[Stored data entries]
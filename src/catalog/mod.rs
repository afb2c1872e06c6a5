
use anyhow::{Context, Result};
use chrono::{DateTime, Utc};
use fancy_regex::Regex;
use serde::{Deserialize, Serialize};
use std::collections::HashSet;
use std::path::Path;
use std::sync::LazyLock;
use tracing::debug;

use crate::VidsearchError;

static DURATION_RE: LazyLock<Regex> = LazyLock::new(|| {
    Regex::new(r"^PT(?:(\d+)H)?(?:(\d+)M)?(?:(\d+)S)?$").expect("duration pattern is valid")
});

/// A single item in the caller-supplied catalog snapshot. IDs are opaque,
/// stable, and externally assigned; the snapshot is treated as authoritative
/// for the duration of one rebuild.
#[derive(Debug, Clone, PartialEq, Serialize, Deserialize)]
#[serde(rename_all = "camelCase")]
pub struct CatalogItem {
    pub id: String,
    pub title: String,
    #[serde(default)]
    pub description: String,
    pub published_at: DateTime<Utc>,
    /// ISO-8601 duration as supplied by the upstream API, e.g. `PT4M13S`.
    #[serde(default)]
    pub duration: String,
    #[serde(default)]
    pub view_count: u64,
    #[serde(default)]
    pub like_count: u64,
    #[serde(default)]
    pub comment_count: u64,
    #[serde(default)]
    pub is_live_content: bool,
    #[serde(default)]
    pub is_short: bool,
}

impl CatalogItem {
    /// Seconds represented by the ISO-8601 duration string. Malformed input
    /// yields 0 rather than an error.
    #[inline]
    pub fn duration_seconds(&self) -> u64 {
        parse_duration_seconds(&self.duration)
    }

    /// Human-readable content-type label used in embedding payloads.
    #[inline]
    pub fn content_type_label(&self) -> &'static str {
        if self.is_live_content {
            "live stream"
        } else if self.is_short {
            "short video"
        } else {
            "regular video"
        }
    }
}

/// Parse an ISO-8601 `PT#H#M#S` duration into seconds.
#[inline]
pub fn parse_duration_seconds(duration: &str) -> u64 {
    let Ok(Some(caps)) = DURATION_RE.captures(duration) else {
        return 0;
    };

    let part = |i: usize| -> u64 {
        caps.get(i)
            .and_then(|m| m.as_str().parse::<u64>().ok())
            .unwrap_or(0)
    };

    part(1) * 3600 + part(2) * 60 + part(3)
}

/// Render an ISO-8601 duration as `H:MM:SS` or `M:SS`.
#[inline]
pub fn format_duration(duration: &str) -> String {
    let total = parse_duration_seconds(duration);
    let hours = total / 3600;
    let minutes = (total % 3600) / 60;
    let seconds = total % 60;

    if hours > 0 {
        format!("{}:{:02}:{:02}", hours, minutes, seconds)
    } else {
        format!("{}:{:02}", minutes, seconds)
    }
}

/// Load a catalog snapshot from a JSON file containing an array of items.
/// Duplicate IDs violate the snapshot invariant and are rejected.
#[inline]
pub fn load_snapshot<P: AsRef<Path>>(path: P) -> Result<Vec<CatalogItem>> {
    let path = path.as_ref();
    let content = std::fs::read_to_string(path)
        .with_context(|| format!("Failed to read catalog snapshot: {}", path.display()))?;

    let items: Vec<CatalogItem> = serde_json::from_str(&content)
        .with_context(|| format!("Failed to parse catalog snapshot: {}", path.display()))?;

    let mut seen = HashSet::new();
    for item in &items {
        if !seen.insert(item.id.as_str()) {
            return Err(VidsearchError::Catalog(format!(
                "duplicate item id in snapshot: {}",
                item.id
            ))
            .into());
        }
    }

    debug!("Loaded catalog snapshot with {} items", items.len());
    Ok(items)
}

● **Your task**:
Repeat all the entries above without altering anything.

● **Response area**:
filename src/catalog/mod.rs
repository afb2c1872e06c6a5

use anyhow::{Context, Result};
use chrono::{DateTime, Utc};
use fancy_regex::Regex;
use serde::{Deserialize, Serialize};
use std::collections::HashSet;
use std::path::Path;
use std::sync::LazyLock;
use tracing::debug;

use crate::VidsearchError;

static DURATION_RE: LazyLock<Regex> = LazyLock::new(|| {
    Regex::new(r"^PT(?:(\d+)H)?(?:(\d+)M)?(?:(\d+)S)?$").expect("duration pattern is valid")
});

/// A single item in the caller-supplied catalog snapshot. IDs are opaque,
/// stable, and externally assigned; the snapshot is treated as authoritative
/// for the duration of one rebuild.
#[derive(Debug, Clone, PartialEq, Serialize, Deserialize)]
#[serde(rename_all = "camelCase")]
pub struct CatalogItem {
    pub id: String,
    pub title: String,
    #[serde(default)]
    pub description: String,
    pub published_at: DateTime<Utc>,
    /// ISO-8601 duration as supplied by the upstream API, e.g. `PT4M13S`.
    #[serde(default)]
    pub duration: String,
    #[serde(default)]
    pub view_count: u64,
    #[serde(default)]
    pub like_count: u64,
    #[serde(default)]
    pub comment_count: u64,
    #[serde(default)]
    pub is_live_content: bool,
    #[serde(default)]
    pub is_short: bool,
}

impl CatalogItem {
    /// Seconds represented by the ISO-8601 duration string. Malformed input
    /// yields 0 rather than an error.
    #[inline]
    pub fn duration_seconds(&self) -> u64 {
        parse_duration_seconds(&self.duration)
    }

    /// Human-readable content-type label used in embedding payloads.
    #[inline]
    pub fn content_type_label(&self) -> &'static str {
        if self.is_live_content {
            "live stream"
        } else if self.is_short {
            "short video"
        } else {
            "regular video"
        }
    }
}

/// Parse an ISO-8601 `PT#H#M#S` duration into seconds.
#[inline]
pub fn parse_duration_seconds(duration: &str) -> u64 {
    let Ok(Some(caps)) = DURATION_RE.captures(duration) else {
        return 0;
    };

    let part = |i: usize| -> u64 {
        caps.get(i)
            .and_then(|m| m.as_str().parse::<u64>().ok())
            .unwrap_or(0)
    };

    part(1) * 3600 + part(2) * 60 + part(3)
}

/// Render an ISO-8601 duration as `H:MM:SS` or `M:SS`.
#[inline]
pub fn format_duration(duration: &str) -> String {
    let total = parse_duration_seconds(duration);
    let hours = total / 3600;
    let minutes = (total % 3600) / 60;
    let seconds = total % 60;

    if hours > 0 {
        format!("{}:{:02}:{:02}", hours, minutes, seconds)
    } else {
        format!("{}:{:02}", minutes, seconds)
    }
}

/// Load a catalog snapshot from a JSON file containing an array of items.
/// Duplicate IDs violate the snapshot invariant and are rejected.
#[inline]
pub fn load_snapshot<P: AsRef<Path>>(path: P) -> Result<Vec<CatalogItem>> {
    let path = path.as_ref();
    let content = std::fs::read_to_string(path)
        .with_context(|| format!("Failed to read catalog snapshot: {}", path.display()))?;

    let items: Vec<CatalogItem> = serde_json::from_str(&content)
        .with_context(|| format!("Failed to parse catalog snapshot: {}", path.display()))?;

    let mut seen = HashSet::new();
    for item in &items {
        if !seen.insert(item.id.as_str()) {
            return Err(VidsearchError::Catalog(format!(
                "duplicate item id in snapshot: {}",
                item.id
            ))
            .into());
        }
    }

    debug!("Loaded catalog snapshot with {} items", items.len());
    Ok(items)
}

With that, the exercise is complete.